The metabolic reprogramming of immunosuppressive tumor microenvironment (ITME) greatly influences the anti-tumor immunity. Bioinformatic analysis demonstrates that indoleamine 2,3-dioxygenase 1 and 3-hydroxy-3-methylglutaryl coenzyme A reductase (key Enzymes of kynurenine (Kyn) and Cholesterol metabolism, respectively), are overexpressed in human colon adenocarcinoma tissues. Herein, biomimetic and pH/ROS dual-responsive nanoparticles (PTSK@CRM) loaded with simvastatin and kynureninase (KYNase) are prepared to regulate Kyn and Cholesterol metabolism, thereby enhancing the immunotherapeutic efficacy of PD-1 antibody (αPD-1). The monodisperse spherical PTSK@CRM is stable at pH 7.4, while it can release simvastatin and KYNase under low pH and high H₂O₂ concentration. PTSK@CRM achieves excellently homologous tumor targeting to CT26 cells and induces cell Apoptosis more effectively than PTSK. Moreover, PTSK@CRM significantly reduces the contents of Kyn and Cholesterol and decreases the activation of the Kyn-AhR pathway in tumor metabolism. In vivo experiments show that PTSK@CRM possesses a favorable tumor-targeting ability to effectively suppress tumor growth and increase the infiltration of immune cells, including CD8⁺ T cells, CD4⁺ T cells, M1-like macrophages, and mature dendritic cells.

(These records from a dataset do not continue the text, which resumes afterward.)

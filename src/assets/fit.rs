use image::{DynamicImage, RgbaImage, imageops};

use crate::foundation::core::Canvas;

/// Fit an arbitrary-aspect image so it exactly fills `target` without
/// distortion: uniform scale on the limiting axis, then a center crop on the
/// other. The output is always `target.width x target.height`.
///
/// Degenerate sources (zero-sized) take a lossy non-uniform stretch fallback
/// instead of failing.
pub fn fit_to_fill(img: &DynamicImage, target: Canvas) -> RgbaImage {
    let (sw, sh) = (img.width(), img.height());
    if sw == 0 || sh == 0 {
        tracing::warn!(
            source_w = sw,
            source_h = sh,
            "degenerate image dimensions, stretching to target"
        );
        return stretch_to_target(img, target);
    }

    let source_ratio = f64::from(sw) / f64::from(sh);
    let target_ratio = f64::from(target.width) / f64::from(target.height);

    // Wider than the target: match heights and crop the sides. Taller or
    // equal: match widths and crop top/bottom. The `.max` guards round-down
    // on the scaled axis so the crop window always fits.
    let (scaled_w, scaled_h) = if source_ratio > target_ratio {
        let w = (f64::from(target.height) * source_ratio).round() as u32;
        (w.max(target.width), target.height)
    } else {
        let h = (f64::from(target.width) / source_ratio).round() as u32;
        (target.width, h.max(target.height))
    };

    let scaled = imageops::resize(
        &img.to_rgba8(),
        scaled_w,
        scaled_h,
        imageops::FilterType::CatmullRom,
    );
    let x0 = (scaled_w - target.width) / 2;
    let y0 = (scaled_h - target.height) / 2;
    imageops::crop_imm(&scaled, x0, y0, target.width, target.height).to_image()
}

fn stretch_to_target(img: &DynamicImage, target: Canvas) -> RgbaImage {
    if img.width() == 0 || img.height() == 0 {
        // Nothing to sample from; an opaque black slide keeps the timeline intact.
        return RgbaImage::from_pixel(target.width, target.height, image::Rgba([0, 0, 0, 255]));
    }
    imageops::resize(
        &img.to_rgba8(),
        target.width,
        target.height,
        imageops::FilterType::CatmullRom,
    )
}

#[cfg(test)]
mod tests {
    use super::*;

    fn canvas(width: u32, height: u32) -> Canvas {
        Canvas { width, height }
    }

    fn gradient(w: u32, h: u32) -> DynamicImage {
        DynamicImage::ImageRgba8(RgbaImage::from_fn(w, h, |x, y| {
            image::Rgba([(x % 256) as u8, (y % 256) as u8, 0, 255])
        }))
    }

    #[test]
    fn output_always_matches_target() {
        for (w, h) in [(4000, 500), (500, 4000), (1920, 1080), (16, 9), (9, 16)] {
            let out = fit_to_fill(&gradient(w, h), canvas(1920, 1080));
            assert_eq!((out.width(), out.height()), (1920, 1080), "source {w}x{h}");
        }
    }

    #[test]
    fn wide_source_scales_by_height() {
        // 3840x1080 into 1920x1080: heights match, sides cropped. Uncropped
        // axis scale factor is target/source = 1.0, so rows are untouched.
        let src = gradient(3840, 1080);
        let out = fit_to_fill(&src, canvas(1920, 1080));
        assert_eq!(out.height(), 1080);
        // Center crop keeps the middle 1920 columns: column 0 of the output
        // maps to column 960 of the source.
        assert_eq!(out.get_pixel(0, 0)[0], src.to_rgba8().get_pixel(960, 0)[0]);
    }

    #[test]
    fn tall_source_scales_by_width() {
        // 1920x2160 into 1920x1080: widths match, top/bottom cropped.
        let src = gradient(1920, 2160);
        let out = fit_to_fill(&src, canvas(1920, 1080));
        assert_eq!(out.width(), 1920);
        assert_eq!(out.get_pixel(0, 0)[1], src.to_rgba8().get_pixel(0, 540)[1]);
    }

    #[test]
    fn equal_ratio_is_pure_scale() {
        let out = fit_to_fill(&gradient(960, 540), canvas(1920, 1080));
        assert_eq!((out.width(), out.height()), (1920, 1080));
    }

    #[test]
    fn square_into_landscape_crops_vertically() {
        let out = fit_to_fill(&gradient(1000, 1000), canvas(1920, 1080));
        assert_eq!((out.width(), out.height()), (1920, 1080));
    }
}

Further, PTSK@CRM reduces the infiltration of immunosuppressive cells, thereby reversing ITME to improve the therapeutic efficacy of αPD-1. Overall, this immune-metabolic therapeutic strategy provides a potential route for remodeling ITME to enhance tumor immunotherapy.

immunotherapy; kynureninase; simvastatin; tumor metabolic reprogramming.